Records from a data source
══════

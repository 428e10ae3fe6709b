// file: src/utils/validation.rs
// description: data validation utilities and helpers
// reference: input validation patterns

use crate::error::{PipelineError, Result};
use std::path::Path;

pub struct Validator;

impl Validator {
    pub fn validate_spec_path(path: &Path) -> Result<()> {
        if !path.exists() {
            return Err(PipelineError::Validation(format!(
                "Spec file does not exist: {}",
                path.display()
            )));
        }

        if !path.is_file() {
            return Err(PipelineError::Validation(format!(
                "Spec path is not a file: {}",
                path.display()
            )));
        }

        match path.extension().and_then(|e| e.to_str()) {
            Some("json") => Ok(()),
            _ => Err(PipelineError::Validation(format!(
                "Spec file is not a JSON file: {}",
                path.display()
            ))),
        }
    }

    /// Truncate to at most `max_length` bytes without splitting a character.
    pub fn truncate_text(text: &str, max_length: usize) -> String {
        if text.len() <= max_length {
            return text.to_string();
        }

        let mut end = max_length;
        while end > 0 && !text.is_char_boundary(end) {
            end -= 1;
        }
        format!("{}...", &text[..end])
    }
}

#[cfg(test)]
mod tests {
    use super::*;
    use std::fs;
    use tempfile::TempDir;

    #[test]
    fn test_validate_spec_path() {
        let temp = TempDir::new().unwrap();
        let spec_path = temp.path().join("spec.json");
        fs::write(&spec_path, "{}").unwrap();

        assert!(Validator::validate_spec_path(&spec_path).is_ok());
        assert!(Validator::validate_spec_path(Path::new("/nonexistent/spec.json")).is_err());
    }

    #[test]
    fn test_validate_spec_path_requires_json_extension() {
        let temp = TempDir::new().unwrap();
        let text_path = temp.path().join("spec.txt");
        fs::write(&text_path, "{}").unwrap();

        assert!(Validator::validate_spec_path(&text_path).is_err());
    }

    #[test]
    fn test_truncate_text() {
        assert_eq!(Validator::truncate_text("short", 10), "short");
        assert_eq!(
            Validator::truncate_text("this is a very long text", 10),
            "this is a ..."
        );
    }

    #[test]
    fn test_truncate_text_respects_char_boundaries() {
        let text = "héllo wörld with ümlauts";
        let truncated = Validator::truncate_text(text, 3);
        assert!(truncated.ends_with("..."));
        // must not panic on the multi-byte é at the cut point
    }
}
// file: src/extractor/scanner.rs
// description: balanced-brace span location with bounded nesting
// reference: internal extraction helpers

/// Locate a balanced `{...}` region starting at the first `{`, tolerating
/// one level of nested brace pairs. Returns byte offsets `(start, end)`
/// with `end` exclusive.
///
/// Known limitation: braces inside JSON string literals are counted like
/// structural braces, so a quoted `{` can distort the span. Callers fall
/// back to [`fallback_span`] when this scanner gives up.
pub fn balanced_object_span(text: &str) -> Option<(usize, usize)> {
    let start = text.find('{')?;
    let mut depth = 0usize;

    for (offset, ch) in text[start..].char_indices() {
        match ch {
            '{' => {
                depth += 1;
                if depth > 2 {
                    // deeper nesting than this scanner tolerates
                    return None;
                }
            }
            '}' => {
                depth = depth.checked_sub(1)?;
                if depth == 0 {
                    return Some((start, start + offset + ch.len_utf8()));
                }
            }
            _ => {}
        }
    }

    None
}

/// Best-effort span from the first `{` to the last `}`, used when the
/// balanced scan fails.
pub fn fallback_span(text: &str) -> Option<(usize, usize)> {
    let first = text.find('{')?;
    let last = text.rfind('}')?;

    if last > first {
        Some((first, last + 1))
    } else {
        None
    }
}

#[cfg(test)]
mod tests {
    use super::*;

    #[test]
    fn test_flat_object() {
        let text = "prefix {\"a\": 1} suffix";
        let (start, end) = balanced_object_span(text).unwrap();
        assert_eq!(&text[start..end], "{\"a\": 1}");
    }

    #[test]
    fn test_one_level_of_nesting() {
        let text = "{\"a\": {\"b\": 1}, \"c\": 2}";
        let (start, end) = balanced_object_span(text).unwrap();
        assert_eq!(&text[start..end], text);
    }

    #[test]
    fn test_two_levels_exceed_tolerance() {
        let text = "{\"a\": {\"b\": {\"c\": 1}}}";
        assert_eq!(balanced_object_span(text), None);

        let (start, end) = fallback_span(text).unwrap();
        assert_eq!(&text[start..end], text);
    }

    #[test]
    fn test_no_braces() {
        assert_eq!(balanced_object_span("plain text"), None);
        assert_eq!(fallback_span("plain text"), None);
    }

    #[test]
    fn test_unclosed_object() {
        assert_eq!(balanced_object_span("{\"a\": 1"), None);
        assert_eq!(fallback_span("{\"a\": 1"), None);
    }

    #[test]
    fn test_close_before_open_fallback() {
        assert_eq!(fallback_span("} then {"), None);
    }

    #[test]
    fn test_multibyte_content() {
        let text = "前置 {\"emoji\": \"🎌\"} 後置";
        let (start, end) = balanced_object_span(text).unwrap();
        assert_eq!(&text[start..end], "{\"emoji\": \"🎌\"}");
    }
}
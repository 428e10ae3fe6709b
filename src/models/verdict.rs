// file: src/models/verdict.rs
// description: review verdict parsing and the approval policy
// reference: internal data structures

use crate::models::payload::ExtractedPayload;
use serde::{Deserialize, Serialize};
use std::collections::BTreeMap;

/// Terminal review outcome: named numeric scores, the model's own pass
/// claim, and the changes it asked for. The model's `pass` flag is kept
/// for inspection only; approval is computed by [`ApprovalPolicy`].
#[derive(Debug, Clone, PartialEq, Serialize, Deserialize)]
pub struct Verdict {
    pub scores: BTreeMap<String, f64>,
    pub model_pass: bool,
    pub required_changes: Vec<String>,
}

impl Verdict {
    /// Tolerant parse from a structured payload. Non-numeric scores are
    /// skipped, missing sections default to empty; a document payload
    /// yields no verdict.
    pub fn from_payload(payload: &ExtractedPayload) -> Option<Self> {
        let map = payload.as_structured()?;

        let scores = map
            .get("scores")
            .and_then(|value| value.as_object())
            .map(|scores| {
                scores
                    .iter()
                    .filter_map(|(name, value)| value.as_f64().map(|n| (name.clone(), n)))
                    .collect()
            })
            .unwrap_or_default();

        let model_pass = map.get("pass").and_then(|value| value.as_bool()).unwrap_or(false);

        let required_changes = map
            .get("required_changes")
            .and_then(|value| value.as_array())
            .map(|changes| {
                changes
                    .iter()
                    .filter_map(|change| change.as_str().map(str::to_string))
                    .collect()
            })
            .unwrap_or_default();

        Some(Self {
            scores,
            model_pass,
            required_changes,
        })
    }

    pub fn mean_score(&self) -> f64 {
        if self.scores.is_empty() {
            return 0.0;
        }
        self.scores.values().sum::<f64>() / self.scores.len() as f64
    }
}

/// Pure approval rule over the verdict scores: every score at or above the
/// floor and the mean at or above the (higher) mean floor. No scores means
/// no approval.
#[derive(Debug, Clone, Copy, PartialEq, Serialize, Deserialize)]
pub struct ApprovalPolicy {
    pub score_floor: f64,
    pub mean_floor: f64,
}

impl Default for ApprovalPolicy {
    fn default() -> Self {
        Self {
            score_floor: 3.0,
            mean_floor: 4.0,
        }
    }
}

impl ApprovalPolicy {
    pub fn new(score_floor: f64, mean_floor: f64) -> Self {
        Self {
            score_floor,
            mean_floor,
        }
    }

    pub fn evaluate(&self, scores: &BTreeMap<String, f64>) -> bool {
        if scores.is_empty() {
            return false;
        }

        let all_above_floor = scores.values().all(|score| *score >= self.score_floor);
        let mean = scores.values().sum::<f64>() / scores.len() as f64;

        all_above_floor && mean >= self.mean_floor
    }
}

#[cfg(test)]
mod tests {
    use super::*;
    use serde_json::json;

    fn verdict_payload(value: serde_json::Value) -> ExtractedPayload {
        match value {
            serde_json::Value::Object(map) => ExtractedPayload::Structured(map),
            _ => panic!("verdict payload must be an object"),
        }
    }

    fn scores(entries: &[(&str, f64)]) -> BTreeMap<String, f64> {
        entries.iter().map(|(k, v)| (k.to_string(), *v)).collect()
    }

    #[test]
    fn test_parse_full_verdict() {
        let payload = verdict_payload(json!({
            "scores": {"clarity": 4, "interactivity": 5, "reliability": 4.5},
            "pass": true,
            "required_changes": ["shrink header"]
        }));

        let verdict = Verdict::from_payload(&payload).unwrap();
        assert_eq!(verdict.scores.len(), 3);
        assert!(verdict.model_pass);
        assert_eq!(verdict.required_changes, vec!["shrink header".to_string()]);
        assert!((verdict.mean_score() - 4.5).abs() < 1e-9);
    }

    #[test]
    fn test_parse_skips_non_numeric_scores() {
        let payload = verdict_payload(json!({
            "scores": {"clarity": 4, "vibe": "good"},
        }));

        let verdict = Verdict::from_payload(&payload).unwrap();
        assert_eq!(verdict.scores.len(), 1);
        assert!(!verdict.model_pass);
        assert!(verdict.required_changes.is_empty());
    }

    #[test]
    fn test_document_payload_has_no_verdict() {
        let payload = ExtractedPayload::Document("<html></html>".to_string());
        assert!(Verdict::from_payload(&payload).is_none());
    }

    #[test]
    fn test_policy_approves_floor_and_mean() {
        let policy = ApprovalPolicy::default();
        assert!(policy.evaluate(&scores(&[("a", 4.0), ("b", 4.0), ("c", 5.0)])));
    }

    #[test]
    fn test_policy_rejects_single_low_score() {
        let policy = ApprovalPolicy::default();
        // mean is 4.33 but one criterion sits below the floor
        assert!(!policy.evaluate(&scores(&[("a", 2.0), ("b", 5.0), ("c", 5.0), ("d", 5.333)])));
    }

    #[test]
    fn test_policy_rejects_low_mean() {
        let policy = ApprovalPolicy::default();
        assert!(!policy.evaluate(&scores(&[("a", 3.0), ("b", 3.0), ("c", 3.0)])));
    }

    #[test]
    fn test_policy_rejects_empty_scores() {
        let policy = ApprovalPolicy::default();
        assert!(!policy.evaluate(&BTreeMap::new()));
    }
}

══════

- Assignment: If a line in the data above holds the string "review", copy it.

- Task result:
// description: review verdict parsing and the approval policy
/// Terminal review outcome: named numeric scores, the model's own pass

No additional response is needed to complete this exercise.